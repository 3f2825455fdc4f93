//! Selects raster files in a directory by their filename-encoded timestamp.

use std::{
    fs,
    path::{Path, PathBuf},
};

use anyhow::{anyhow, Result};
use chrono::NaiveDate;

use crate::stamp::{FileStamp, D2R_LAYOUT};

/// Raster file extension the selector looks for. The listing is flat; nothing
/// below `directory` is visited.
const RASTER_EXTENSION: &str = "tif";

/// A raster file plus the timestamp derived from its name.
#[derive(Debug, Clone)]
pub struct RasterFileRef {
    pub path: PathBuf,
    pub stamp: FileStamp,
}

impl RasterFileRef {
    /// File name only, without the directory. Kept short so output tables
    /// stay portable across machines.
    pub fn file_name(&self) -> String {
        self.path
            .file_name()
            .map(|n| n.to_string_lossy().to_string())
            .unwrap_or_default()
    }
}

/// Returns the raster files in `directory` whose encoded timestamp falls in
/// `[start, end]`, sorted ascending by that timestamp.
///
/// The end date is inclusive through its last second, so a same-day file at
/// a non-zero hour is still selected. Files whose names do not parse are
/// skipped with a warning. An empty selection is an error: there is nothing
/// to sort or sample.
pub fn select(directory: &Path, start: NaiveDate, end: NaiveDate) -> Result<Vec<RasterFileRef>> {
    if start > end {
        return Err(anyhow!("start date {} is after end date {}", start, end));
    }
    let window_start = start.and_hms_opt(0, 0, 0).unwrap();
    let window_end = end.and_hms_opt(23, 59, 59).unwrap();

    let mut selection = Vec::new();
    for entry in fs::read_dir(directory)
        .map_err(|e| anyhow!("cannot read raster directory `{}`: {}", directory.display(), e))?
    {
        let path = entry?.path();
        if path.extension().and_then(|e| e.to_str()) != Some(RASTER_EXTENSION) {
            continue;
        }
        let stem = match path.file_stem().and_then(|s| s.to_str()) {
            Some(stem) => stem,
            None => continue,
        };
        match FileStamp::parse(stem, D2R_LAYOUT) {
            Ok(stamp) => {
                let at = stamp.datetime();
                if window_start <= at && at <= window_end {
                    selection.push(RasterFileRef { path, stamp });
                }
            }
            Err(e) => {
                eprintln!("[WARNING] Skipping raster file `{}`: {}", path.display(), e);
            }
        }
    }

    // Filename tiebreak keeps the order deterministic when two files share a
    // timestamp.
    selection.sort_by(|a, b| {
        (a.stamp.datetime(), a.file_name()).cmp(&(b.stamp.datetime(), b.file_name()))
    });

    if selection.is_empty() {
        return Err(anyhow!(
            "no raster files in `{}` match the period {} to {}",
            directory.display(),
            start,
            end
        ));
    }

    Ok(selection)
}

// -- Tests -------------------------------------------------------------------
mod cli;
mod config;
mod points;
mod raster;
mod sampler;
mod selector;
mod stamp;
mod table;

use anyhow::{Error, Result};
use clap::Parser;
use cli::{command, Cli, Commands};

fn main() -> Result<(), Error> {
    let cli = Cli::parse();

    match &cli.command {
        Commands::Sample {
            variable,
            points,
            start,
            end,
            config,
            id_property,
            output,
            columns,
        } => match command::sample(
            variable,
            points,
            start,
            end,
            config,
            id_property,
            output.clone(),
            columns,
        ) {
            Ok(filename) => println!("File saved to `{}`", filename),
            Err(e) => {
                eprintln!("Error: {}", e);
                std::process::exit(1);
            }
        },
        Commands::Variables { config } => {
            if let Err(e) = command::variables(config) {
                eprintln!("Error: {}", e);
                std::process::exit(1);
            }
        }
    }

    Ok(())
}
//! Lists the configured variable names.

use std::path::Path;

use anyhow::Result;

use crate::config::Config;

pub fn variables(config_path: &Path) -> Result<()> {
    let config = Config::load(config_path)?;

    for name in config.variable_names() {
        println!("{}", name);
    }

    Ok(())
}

------------------------------

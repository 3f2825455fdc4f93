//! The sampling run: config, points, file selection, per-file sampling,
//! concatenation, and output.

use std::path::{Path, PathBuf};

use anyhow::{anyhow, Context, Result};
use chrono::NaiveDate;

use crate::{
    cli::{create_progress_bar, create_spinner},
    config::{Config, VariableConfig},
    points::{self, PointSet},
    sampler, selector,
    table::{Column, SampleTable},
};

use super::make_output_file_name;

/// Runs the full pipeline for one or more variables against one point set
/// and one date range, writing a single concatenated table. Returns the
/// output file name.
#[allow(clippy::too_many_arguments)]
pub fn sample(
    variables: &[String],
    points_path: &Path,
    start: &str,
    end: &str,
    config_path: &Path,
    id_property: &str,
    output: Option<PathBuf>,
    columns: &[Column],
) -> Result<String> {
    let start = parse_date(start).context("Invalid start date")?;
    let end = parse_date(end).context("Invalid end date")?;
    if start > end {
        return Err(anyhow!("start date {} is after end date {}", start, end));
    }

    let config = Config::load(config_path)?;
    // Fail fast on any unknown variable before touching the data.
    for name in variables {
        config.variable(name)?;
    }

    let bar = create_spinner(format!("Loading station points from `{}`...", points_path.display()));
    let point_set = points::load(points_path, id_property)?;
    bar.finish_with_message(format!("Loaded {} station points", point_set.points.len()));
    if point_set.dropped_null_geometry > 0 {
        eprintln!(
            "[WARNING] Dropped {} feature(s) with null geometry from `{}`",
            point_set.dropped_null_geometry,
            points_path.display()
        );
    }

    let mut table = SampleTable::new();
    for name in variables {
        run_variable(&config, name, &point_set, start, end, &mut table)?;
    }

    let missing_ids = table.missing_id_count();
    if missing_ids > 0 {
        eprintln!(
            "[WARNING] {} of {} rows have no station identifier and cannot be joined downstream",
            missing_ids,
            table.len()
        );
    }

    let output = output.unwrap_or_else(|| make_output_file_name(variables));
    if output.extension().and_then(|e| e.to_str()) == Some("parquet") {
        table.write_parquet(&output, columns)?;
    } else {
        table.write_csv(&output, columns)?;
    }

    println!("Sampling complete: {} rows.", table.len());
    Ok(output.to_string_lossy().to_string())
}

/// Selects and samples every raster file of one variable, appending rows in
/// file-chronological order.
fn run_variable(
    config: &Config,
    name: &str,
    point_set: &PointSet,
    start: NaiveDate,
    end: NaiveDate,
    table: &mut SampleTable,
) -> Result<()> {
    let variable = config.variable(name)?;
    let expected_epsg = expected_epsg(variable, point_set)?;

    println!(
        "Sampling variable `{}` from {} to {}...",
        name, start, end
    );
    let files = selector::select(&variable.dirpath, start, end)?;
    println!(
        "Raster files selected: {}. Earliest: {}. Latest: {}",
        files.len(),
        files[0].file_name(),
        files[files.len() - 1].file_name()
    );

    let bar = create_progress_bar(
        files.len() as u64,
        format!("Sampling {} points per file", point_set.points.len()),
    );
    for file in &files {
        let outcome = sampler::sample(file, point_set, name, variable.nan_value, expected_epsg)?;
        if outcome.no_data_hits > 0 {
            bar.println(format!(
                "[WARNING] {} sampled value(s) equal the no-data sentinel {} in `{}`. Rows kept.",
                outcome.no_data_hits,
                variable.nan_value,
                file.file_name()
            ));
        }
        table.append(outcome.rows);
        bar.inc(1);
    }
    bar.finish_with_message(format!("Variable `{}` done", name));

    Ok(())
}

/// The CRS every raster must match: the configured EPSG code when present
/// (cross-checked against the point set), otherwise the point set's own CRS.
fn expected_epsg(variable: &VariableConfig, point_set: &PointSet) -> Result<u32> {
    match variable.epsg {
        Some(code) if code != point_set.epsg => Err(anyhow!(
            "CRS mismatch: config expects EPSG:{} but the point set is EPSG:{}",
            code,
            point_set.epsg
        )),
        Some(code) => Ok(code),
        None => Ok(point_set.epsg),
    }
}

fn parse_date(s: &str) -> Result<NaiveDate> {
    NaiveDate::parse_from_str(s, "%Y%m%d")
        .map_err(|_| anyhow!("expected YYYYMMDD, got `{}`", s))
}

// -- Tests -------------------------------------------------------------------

------------------------------

What is being asked:
Check each line of the entries for the word "stem", then state the count alone.

Response:
3